● **WHAT YOU HAVE TO DO**: Below is a set of entries; give all of them again exactly.

● **PROVIDED INFORMATION**:
------

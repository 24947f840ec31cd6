use std::fs;
use std::path::Path;
use std::thread;
use std::time::{Duration, Instant};

use reel::config::{JsonStateStore, StateStore};
use reel::model::{MediaKind, PersistedState};
use reel::playback::{NullPlayer, PlaybackAdapter};
use reel::scanner::{scan, spawn_scan};
use reel::session::Session;
use tempfile::tempdir;

fn write_wav(path: &Path, duration_ms: u32) {
    let sample_rate: u32 = 8_000;
    let samples = sample_rate * duration_ms / 1_000;
    let data_size = samples * 2;

    let mut bytes = Vec::with_capacity(44 + data_size as usize);
    bytes.extend_from_slice(b"RIFF");
    bytes.extend_from_slice(&(36 + data_size).to_le_bytes());
    bytes.extend_from_slice(b"WAVEfmt ");
    bytes.extend_from_slice(&16_u32.to_le_bytes());
    bytes.extend_from_slice(&1_u16.to_le_bytes());
    bytes.extend_from_slice(&1_u16.to_le_bytes());
    bytes.extend_from_slice(&sample_rate.to_le_bytes());
    bytes.extend_from_slice(&(sample_rate * 2).to_le_bytes());
    bytes.extend_from_slice(&2_u16.to_le_bytes());
    bytes.extend_from_slice(&16_u16.to_le_bytes());
    bytes.extend_from_slice(b"data");
    bytes.extend_from_slice(&data_size.to_le_bytes());
    bytes.resize(44 + data_size as usize, 0);

    fs::write(path, bytes).expect("write wav fixture");
}

fn session_for(kind: MediaKind, folder: &Path) -> Session {
    Session::from_persisted(
        kind,
        PersistedState {
            folder: Some(folder.to_path_buf()),
            ..PersistedState::default()
        },
    )
}

#[test]
fn scanned_songs_play_and_auto_advance_on_completion() {
    let dir = tempdir().expect("tempdir");
    fs::create_dir(dir.path().join("disc 2")).expect("subdir");
    write_wav(&dir.path().join("one.wav"), 40);
    write_wav(&dir.path().join("disc 2").join("two.WAV"), 40);
    fs::write(dir.path().join("cover.jpg"), b"not audio").expect("cover");

    let report = scan(dir.path(), MediaKind::Audio);
    assert_eq!(report.library.len(), 2);
    assert!(report.issues.is_empty());

    let mut session = session_for(MediaKind::Audio, dir.path());
    let mut player = NullPlayer::new();
    session.apply_scan(report, &mut player);
    let first = player.current_item().expect("playing").to_path_buf();
    assert_eq!(session.cycle.position(), Some((1, 2)));

    let deadline = Instant::now() + Duration::from_secs(2);
    loop {
        if let Some(event) = player.poll_event() {
            session.handle_event(event, &mut player);
            break;
        }
        assert!(Instant::now() < deadline, "completion never reported");
        thread::sleep(Duration::from_millis(10));
    }

    assert_eq!(session.cycle.position(), Some((2, 2)));
    assert_ne!(player.current_item(), Some(first.as_path()));
}

#[test]
fn background_scan_of_empty_folder_reports_no_items() {
    let dir = tempdir().expect("tempdir");
    fs::write(dir.path().join("notes.txt"), b"hello").expect("notes");

    let receiver = spawn_scan(dir.path().to_path_buf(), MediaKind::Video);
    let report = receiver
        .recv_timeout(Duration::from_secs(5))
        .expect("scan report");

    let mut session = session_for(MediaKind::Video, dir.path());
    let mut player = NullPlayer::new();
    session.apply_scan(report, &mut player);

    assert!(session.cycle.is_empty());
    assert_eq!(session.status, "No videos found. Use :folder <path>");
    assert_eq!(player.current_item(), None);
}

#[test]
fn reel_picks_up_where_it_left_off_after_restart() {
    let dir = tempdir().expect("tempdir");
    let media = dir.path().join("clips");
    fs::create_dir(&media).expect("media dir");
    for name in ["a.mp4", "b.mkv", "c.webm", "d.mov"] {
        fs::write(media.join(name), b"x").expect("clip");
    }
    let store = JsonStateStore::new(dir.path().join("reel.json"));

    let mut session = session_for(MediaKind::Video, &media);
    let mut player = NullPlayer::new();
    session.apply_scan(scan(&media, MediaKind::Video), &mut player);
    session.next(&mut player);
    session.next(&mut player);
    let watching = player.current_item().expect("playing").to_path_buf();
    store.save(&session.suspend()).expect("save");

    let restored = store.load().expect("load");
    let mut session = Session::from_persisted(MediaKind::Video, restored);
    let mut player = NullPlayer::new();
    session.apply_scan(scan(&media, MediaKind::Video), &mut player);

    assert_eq!(player.current_item(), Some(watching.as_path()));
    assert_eq!(session.cycle.library().len(), 4);
}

------

● **OUTPUT BELOW**:
repository 24947f840ec31cd6
use std::fs;
use std::path::Path;
use std::thread;
use std::time::{Duration, Instant};

use reel::config::{JsonStateStore, StateStore};
use reel::model::{MediaKind, PersistedState};
use reel::playback::{NullPlayer, PlaybackAdapter};
use reel::scanner::{scan, spawn_scan};
use reel::session::Session;
use tempfile::tempdir;

fn write_wav(path: &Path, duration_ms: u32) {
    let sample_rate: u32 = 8_000;
    let samples = sample_rate * duration_ms / 1_000;
    let data_size = samples * 2;

    let mut bytes = Vec::with_capacity(44 + data_size as usize);
    bytes.extend_from_slice(b"RIFF");
    bytes.extend_from_slice(&(36 + data_size).to_le_bytes());
    bytes.extend_from_slice(b"WAVEfmt ");
    bytes.extend_from_slice(&16_u32.to_le_bytes());
    bytes.extend_from_slice(&1_u16.to_le_bytes());
    bytes.extend_from_slice(&1_u16.to_le_bytes());
    bytes.extend_from_slice(&sample_rate.to_le_bytes());
    bytes.extend_from_slice(&(sample_rate * 2).to_le_bytes());
    bytes.extend_from_slice(&2_u16.to_le_bytes());
    bytes.extend_from_slice(&16_u16.to_le_bytes());
    bytes.extend_from_slice(b"data");
    bytes.extend_from_slice(&data_size.to_le_bytes());
    bytes.resize(44 + data_size as usize, 0);

    fs::write(path, bytes).expect("write wav fixture");
}

fn session_for(kind: MediaKind, folder: &Path) -> Session {
    Session::from_persisted(
        kind,
        PersistedState {
            folder: Some(folder.to_path_buf()),
            ..PersistedState::default()
        },
    )
}

#[test]
fn scanned_songs_play_and_auto_advance_on_completion() {
    let dir = tempdir().expect("tempdir");
    fs::create_dir(dir.path().join("disc 2")).expect("subdir");
    write_wav(&dir.path().join("one.wav"), 40);
    write_wav(&dir.path().join("disc 2").join("two.WAV"), 40);
    fs::write(dir.path().join("cover.jpg"), b"not audio").expect("cover");

    let report = scan(dir.path(), MediaKind::Audio);
    assert_eq!(report.library.len(), 2);
    assert!(report.issues.is_empty());

    let mut session = session_for(MediaKind::Audio, dir.path());
    let mut player = NullPlayer::new();
    session.apply_scan(report, &mut player);
    let first = player.current_item().expect("playing").to_path_buf();
    assert_eq!(session.cycle.position(), Some((1, 2)));

    let deadline = Instant::now() + Duration::from_secs(2);
    loop {
        if let Some(event) = player.poll_event() {
            session.handle_event(event, &mut player);
            break;
        }
        assert!(Instant::now() < deadline, "completion never reported");
        thread::sleep(Duration::from_millis(10));
    }

    assert_eq!(session.cycle.position(), Some((2, 2)));
    assert_ne!(player.current_item(), Some(first.as_path()));
}

#[test]
fn background_scan_of_empty_folder_reports_no_items() {
    let dir = tempdir().expect("tempdir");
    fs::write(dir.path().join("notes.txt"), b"hello").expect("notes");

    let receiver = spawn_scan(dir.path().to_path_buf(), MediaKind::Video);
    let report = receiver
        .recv_timeout(Duration::from_secs(5))
        .expect("scan report");

    let mut session = session_for(MediaKind::Video, dir.path());
    let mut player = NullPlayer::new();
    session.apply_scan(report, &mut player);

    assert!(session.cycle.is_empty());
    assert_eq!(session.status, "No videos found. Use :folder <path>");
    assert_eq!(player.current_item(), None);
}

#[test]
fn reel_picks_up_where_it_left_off_after_restart() {
    let dir = tempdir().expect("tempdir");
    let media = dir.path().join("clips");
    fs::create_dir(&media).expect("media dir");
    for name in ["a.mp4", "b.mkv", "c.webm", "d.mov"] {
        fs::write(media.join(name), b"x").expect("clip");
    }
    let store = JsonStateStore::new(dir.path().join("reel.json"));

    let mut session = session_for(MediaKind::Video, &media);
    let mut player = NullPlayer::new();
    session.apply_scan(scan(&media, MediaKind::Video), &mut player);
    session.next(&mut player);
    session.next(&mut player);
    let watching = player.current_item().expect("playing").to_path_buf();
    store.save(&session.suspend()).expect("save");

    let restored = store.load().expect("load");
    let mut session = Session::from_persisted(MediaKind::Video, restored);
    let mut player = NullPlayer::new();
    session.apply_scan(scan(&media, MediaKind::Video), &mut player);

    assert_eq!(player.current_item(), Some(watching.as_path()));
    assert_eq!(session.cycle.library().len(), 4);
}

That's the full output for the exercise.